**What is needed:**
Every line in the records below with the string "expirations" needs to be copied out.

** Opening Data to process block **

// Copyright (c) 2024-2025 DeepGraph Inc.
// SPDX-License-Identifier: Apache-2.0
//
//! Cache statistics

use std::sync::atomic::{AtomicU64, Ordering};

/// Snapshot of cache counters
#[derive(Debug, Default, Clone, PartialEq, Eq)]
pub struct CacheStats {
    pub hits: u64,
    pub misses: u64,
    pub insertions: u64,
    pub deletions: u64,
    pub evictions: u64,
    pub expirations: u64,
    pub entries: u64,
}

impl CacheStats {
    pub fn hit_rate(&self) -> f64 {
        let total = self.hits + self.misses;
        if total == 0 {
            0.0
        } else {
            self.hits as f64 / total as f64
        }
    }
}

/// Lock-free counters shared by every shard of a backend
#[derive(Debug, Default)]
pub(crate) struct StatsRecorder {
    hits: AtomicU64,
    misses: AtomicU64,
    insertions: AtomicU64,
    deletions: AtomicU64,
    evictions: AtomicU64,
    expirations: AtomicU64,
}

impl StatsRecorder {
    pub fn hit(&self) {
        self.hits.fetch_add(1, Ordering::Relaxed);
    }

    pub fn miss(&self) {
        self.misses.fetch_add(1, Ordering::Relaxed);
    }

    pub fn insertion(&self) {
        self.insertions.fetch_add(1, Ordering::Relaxed);
    }

    pub fn deletions(&self, count: u64) {
        self.deletions.fetch_add(count, Ordering::Relaxed);
    }

    pub fn eviction(&self) {
        self.evictions.fetch_add(1, Ordering::Relaxed);
    }

    pub fn expiration(&self) {
        self.expirations.fetch_add(1, Ordering::Relaxed);
    }

    pub fn snapshot(&self, entries: u64) -> CacheStats {
        CacheStats {
            hits: self.hits.load(Ordering::Relaxed),
            misses: self.misses.load(Ordering::Relaxed),
            insertions: self.insertions.load(Ordering::Relaxed),
            deletions: self.deletions.load(Ordering::Relaxed),
            evictions: self.evictions.load(Ordering::Relaxed),
            expirations: self.expirations.load(Ordering::Relaxed),
            entries,
        }
    }
}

** Closing Data to process block **

**Response to this exercise:**
    pub expirations: u64,
    expirations: AtomicU64,
        self.expirations.fetch_add(1, Ordering::Relaxed);
            expirations: self.expirations.load(Ordering::Relaxed),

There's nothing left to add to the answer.